### ASSIGNMENT
Only the lines from the one containing "self.tokens.peek_token()" through the last line of the data are to be written out, exactly and in full.
=-=-=-=-=
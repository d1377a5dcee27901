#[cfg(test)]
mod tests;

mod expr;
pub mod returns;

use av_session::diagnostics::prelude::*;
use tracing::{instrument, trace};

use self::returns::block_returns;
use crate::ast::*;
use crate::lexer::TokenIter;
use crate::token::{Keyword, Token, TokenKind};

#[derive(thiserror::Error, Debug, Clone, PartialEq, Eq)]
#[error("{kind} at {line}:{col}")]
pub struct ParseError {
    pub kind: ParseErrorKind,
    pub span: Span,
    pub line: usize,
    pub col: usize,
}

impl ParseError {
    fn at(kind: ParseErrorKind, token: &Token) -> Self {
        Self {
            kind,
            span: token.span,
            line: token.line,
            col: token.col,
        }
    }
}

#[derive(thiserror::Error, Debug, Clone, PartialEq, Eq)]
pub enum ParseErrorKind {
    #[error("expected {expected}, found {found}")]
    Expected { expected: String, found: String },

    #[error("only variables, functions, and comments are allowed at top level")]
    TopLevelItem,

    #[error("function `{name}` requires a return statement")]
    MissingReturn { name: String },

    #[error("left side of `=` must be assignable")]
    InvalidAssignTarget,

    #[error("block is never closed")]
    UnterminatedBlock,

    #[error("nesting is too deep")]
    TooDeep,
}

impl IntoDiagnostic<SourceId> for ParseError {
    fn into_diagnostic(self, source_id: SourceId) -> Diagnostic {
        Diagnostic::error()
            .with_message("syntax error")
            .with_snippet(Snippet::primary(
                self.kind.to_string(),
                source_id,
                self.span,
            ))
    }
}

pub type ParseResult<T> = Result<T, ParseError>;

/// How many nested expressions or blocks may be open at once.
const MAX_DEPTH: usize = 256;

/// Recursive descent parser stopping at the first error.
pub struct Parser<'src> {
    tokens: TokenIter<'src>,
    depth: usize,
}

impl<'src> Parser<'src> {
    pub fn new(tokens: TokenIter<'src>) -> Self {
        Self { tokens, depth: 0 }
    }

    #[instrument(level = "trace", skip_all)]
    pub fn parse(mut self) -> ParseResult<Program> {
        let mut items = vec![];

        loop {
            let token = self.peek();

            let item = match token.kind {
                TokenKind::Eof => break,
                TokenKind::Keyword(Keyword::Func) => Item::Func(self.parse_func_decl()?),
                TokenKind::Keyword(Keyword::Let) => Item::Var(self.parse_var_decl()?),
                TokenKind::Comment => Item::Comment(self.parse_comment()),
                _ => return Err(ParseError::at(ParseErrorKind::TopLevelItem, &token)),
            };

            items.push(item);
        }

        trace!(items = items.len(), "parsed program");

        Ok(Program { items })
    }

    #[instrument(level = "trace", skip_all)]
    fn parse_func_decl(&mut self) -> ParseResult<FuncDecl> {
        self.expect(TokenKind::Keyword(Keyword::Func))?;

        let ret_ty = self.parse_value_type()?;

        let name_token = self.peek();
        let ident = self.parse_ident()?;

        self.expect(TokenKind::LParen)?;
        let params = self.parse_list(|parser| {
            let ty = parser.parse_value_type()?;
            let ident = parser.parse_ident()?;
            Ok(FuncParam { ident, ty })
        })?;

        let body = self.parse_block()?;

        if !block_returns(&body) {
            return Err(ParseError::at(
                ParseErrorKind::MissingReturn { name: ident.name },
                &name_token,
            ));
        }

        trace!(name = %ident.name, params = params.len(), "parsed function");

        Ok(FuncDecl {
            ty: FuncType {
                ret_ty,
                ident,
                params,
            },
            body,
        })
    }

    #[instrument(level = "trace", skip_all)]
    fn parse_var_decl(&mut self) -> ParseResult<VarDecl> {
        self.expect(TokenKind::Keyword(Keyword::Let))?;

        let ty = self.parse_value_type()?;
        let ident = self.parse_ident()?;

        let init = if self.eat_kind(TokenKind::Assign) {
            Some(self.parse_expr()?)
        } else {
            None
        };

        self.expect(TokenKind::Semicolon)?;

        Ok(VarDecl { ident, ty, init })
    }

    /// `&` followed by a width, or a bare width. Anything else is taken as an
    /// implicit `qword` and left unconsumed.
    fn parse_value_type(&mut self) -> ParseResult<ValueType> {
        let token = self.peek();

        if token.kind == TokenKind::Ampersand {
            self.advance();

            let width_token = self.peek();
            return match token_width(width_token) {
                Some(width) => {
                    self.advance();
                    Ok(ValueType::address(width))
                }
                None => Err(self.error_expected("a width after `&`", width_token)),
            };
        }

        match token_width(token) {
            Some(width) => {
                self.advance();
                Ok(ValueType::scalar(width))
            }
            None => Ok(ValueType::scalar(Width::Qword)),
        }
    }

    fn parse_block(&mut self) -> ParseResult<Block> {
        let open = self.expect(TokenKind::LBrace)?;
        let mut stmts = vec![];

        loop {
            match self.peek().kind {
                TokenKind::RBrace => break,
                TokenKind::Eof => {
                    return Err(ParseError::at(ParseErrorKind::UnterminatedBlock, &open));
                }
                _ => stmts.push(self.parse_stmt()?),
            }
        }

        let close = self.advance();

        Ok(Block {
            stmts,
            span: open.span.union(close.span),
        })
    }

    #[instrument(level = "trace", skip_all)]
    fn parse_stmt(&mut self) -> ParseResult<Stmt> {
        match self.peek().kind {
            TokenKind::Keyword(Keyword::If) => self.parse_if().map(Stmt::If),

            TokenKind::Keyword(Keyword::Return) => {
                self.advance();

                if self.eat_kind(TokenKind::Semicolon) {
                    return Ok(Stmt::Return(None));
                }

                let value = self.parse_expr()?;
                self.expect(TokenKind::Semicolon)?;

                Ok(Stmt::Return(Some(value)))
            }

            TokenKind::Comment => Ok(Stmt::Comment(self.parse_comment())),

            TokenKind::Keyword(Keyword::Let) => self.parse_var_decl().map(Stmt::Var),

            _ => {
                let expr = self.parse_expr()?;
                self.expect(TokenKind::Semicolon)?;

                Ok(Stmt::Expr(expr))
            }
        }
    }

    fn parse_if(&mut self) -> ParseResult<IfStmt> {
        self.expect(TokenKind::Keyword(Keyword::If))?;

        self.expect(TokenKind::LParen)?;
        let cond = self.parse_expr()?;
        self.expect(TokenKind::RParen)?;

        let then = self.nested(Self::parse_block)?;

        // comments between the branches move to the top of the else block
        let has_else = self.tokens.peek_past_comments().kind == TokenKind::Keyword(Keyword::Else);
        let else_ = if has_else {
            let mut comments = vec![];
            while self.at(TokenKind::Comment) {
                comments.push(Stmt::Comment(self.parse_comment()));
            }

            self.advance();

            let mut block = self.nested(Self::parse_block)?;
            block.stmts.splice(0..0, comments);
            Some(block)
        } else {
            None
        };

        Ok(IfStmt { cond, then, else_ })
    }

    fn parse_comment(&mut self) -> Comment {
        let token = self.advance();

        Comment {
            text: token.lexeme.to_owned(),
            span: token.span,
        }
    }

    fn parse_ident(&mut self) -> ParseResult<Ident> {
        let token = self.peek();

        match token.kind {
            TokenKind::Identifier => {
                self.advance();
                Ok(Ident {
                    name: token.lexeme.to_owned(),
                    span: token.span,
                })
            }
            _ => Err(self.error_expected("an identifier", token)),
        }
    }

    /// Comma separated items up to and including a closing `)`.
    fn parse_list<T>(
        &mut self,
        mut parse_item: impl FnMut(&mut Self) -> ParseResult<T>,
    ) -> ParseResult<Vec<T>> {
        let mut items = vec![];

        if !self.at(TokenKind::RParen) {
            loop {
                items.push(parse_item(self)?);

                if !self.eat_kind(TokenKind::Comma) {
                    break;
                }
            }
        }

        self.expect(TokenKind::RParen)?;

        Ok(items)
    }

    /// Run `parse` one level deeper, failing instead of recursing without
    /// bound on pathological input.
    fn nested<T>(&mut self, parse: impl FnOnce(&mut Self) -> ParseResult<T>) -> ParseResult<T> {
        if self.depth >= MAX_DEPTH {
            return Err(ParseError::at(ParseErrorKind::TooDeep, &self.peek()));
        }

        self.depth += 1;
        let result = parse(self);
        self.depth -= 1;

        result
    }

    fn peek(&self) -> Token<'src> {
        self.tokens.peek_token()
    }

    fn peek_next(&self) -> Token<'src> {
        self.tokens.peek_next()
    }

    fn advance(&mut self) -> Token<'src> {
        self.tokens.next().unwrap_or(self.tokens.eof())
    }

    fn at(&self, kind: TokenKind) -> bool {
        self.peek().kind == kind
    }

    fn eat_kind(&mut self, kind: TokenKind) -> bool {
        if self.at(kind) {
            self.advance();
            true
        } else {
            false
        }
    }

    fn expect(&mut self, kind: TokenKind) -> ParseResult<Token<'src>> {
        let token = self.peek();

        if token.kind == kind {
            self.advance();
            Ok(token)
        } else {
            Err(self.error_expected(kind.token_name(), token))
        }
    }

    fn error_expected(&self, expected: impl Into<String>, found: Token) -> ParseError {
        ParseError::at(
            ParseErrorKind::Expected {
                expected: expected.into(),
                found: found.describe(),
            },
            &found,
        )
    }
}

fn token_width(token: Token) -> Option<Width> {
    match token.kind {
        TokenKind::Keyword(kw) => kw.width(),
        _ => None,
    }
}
=-=-=-=-=
### YOUR RESPONSE
        self.tokens.peek_token()
    }

    fn peek_next(&self) -> Token<'src> {
        self.tokens.peek_next()
    }

    fn advance(&mut self) -> Token<'src> {
        self.tokens.next().unwrap_or(self.tokens.eof())
    }

    fn at(&self, kind: TokenKind) -> bool {
        self.peek().kind == kind
    }

    fn eat_kind(&mut self, kind: TokenKind) -> bool {
        if self.at(kind) {
            self.advance();
            true
        } else {
            false
        }
    }

    fn expect(&mut self, kind: TokenKind) -> ParseResult<Token<'src>> {
        let token = self.peek();

        if token.kind == kind {
            self.advance();
            Ok(token)
        } else {
            Err(self.error_expected(kind.token_name(), token))
        }
    }

    fn error_expected(&self, expected: impl Into<String>, found: Token) -> ParseError {
        ParseError::at(
            ParseErrorKind::Expected {
                expected: expected.into(),
                found: found.describe(),
            },
            &found,
        )
    }
}

fn token_width(token: Token) -> Option<Width> {
    match token.kind {
        TokenKind::Keyword(kw) => kw.width(),
        _ => None,
    }
}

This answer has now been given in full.